名を名乗るべきなのは確かにその通りだが、そんな嫌味な言い方をしなくてもいいではないか……。
「……失礼しました。俺はアクセル、こっちはアロイスです。昨日の死合い結果について、納得できないところがあったので異議申し立てに来ました」
仕方なく丁寧に言い直したら、ヴァルキリーは面倒臭そうに眉を顰めた。
「納得できないところとは? 結果はトーナメント表に書いてある通りです。あなた達が口を挟む余地はありませんよ」
「でも俺たちの死合いは引き分けだったはずです。引き分けなら引き分けらしく、何か他の方法で勝敗を決めるのが筋だと思います。それなのに、二人まとめて失格になるのは明らかにおかしいのでは?」
「引き分け……失格……?」
どうもピンと来ていないヴァルキリー。怪訝な顔のまま顎に手を当てているので、アクセルは徐々に嫌な予感がしてきた。

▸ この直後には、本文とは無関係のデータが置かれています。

use serde::Serialize;

use super::aggregator::group_by;
use super::rows::StationPiRow;
use super::status::{ApplicationStatus, StatusError};
use super::theme::Theme;
use crate::config::LabelingSettings;

/// One station of the labeling listing.
#[derive(Clone, Debug, PartialEq, Eq, Serialize)]
#[serde(rename_all = "camelCase")]
pub struct StationSummary {
    pub station_uri: String,
    pub theme: Option<Theme>,
    /// PI emails in row order.
    pub emails: Vec<String>,
    pub short_name: String,
    pub long_name: String,
    pub application_status: Option<String>,
}

impl StationSummary {
    /// Decoded application status; stations without one never submitted.
    pub fn status(&self) -> Result<ApplicationStatus, StatusError> {
        ApplicationStatus::from_optional(self.application_status.as_deref())
    }

    /// Returns `true` if `email` belongs to one of the station's PIs.
    #[must_use]
    pub fn has_pi(&self, email: &str) -> bool {
        self.emails.iter().any(|candidate| candidate == email)
    }
}

/// Collapses listing rows, one per station and PI email, into summaries.
///
/// Stations keep their first-appearance order. Names come from the labeling
/// layer when present and fall back to the provisional registration names;
/// other columns are read from the station's first row.
pub fn summarize_stations(
    rows: impl IntoIterator<Item = StationPiRow>,
    settings: &LabelingSettings,
) -> Vec<StationSummary> {
    group_by(rows, |row| row.station.as_str())
        .into_iter()
        .filter_map(|(station_uri, rows)| {
            let first = rows.first()?;
            Some(StationSummary {
                theme: settings.theme_of(&first.owl_class),
                emails: rows.iter().map(|row| row.email.clone()).collect(),
                short_name: first
                    .short_name
                    .clone()
                    .unwrap_or_else(|| first.prov_short_name.clone()),
                long_name: first
                    .long_name
                    .clone()
                    .unwrap_or_else(|| first.prov_long_name.clone()),
                application_status: first.application_status.clone(),
                station_uri,
            })
        })
        .collect()
}

#[cfg(test)]
mod tests {
    use super::*;

    fn row(station: &str, email: &str) -> StationPiRow {
        StationPiRow {
            station: format!("http://example.org/st/{station}"),
            owl_class: "http://meta.icos-cp.eu/ontologies/stationentry/AS".into(),
            pi: format!("http://example.org/pi/{email}"),
            email: email.into(),
            prov_short_name: station.into(),
            prov_long_name: format!("{station} provisional"),
            ..StationPiRow::default()
        }
    }

    #[test]
    fn collects_emails_per_station() {
        let rows = vec![
            row("HTM", "a@example.org"),
            row("SMR", "c@example.org"),
            row("HTM", "b@example.org"),
        ];
        let summaries = summarize_stations(rows, &LabelingSettings::default());
        assert_eq!(summaries.len(), 2);
        assert_eq!(summaries[0].station_uri, "http://example.org/st/HTM");
        assert_eq!(summaries[0].emails, vec!["a@example.org", "b@example.org"]);
        assert!(summaries[0].has_pi("b@example.org"));
        assert_eq!(summaries[0].theme, Some(Theme::Atmosphere));
        assert_eq!(summaries[1].emails, vec!["c@example.org"]);
    }

    #[test]
    fn labeling_names_override_provisional_ones() {
        let mut labeled = row("HTM", "a@example.org");
        labeled.short_name = Some("HTM-L".into());
        labeled.application_status = Some("submitted".into());
        let summaries =
            summarize_stations(vec![labeled, row("SMR", "c@example.org")], &LabelingSettings::default());

        assert_eq!(summaries[0].short_name, "HTM-L");
        assert_eq!(summaries[0].long_name, "HTM provisional");
        assert_eq!(summaries[0].status(), Ok(ApplicationStatus::Submitted));
        assert_eq!(summaries[1].short_name, "SMR");
        assert_eq!(summaries[1].status(), Ok(ApplicationStatus::NeverSubmitted));
    }

    #[test]
    fn unmapped_class_has_no_theme() {
        let mut unknown = row("XYZ", "x@example.org");
        unknown.owl_class = "http://example.org/onto/Unknown".into();
        let summaries = summarize_stations(vec![unknown], &LabelingSettings::default());
        assert_eq!(summaries[0].theme, None);
    }
}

――まさか、昨日の死合いを覚えていないのか? それとも情報共有ができていないのか? これじゃ、受付にクレームを入れても意味がないんじゃ……。
内心冷や汗をかいていると、隣にいた別のヴァルキリーが思い出したように言った。
「ああ、もしかしてアレじゃないですか? 昨日、十三番目のお姉さまがアナウンスしていた……」
「あら、あの死合いですか。そんなの、すっかり忘れておりました」
「毎日いくつもの死合いをアナウンスしてますからねぇ。仕方ありませんわ」
思い出したのはいいものの、三人で勝手にフォローし合っている始末。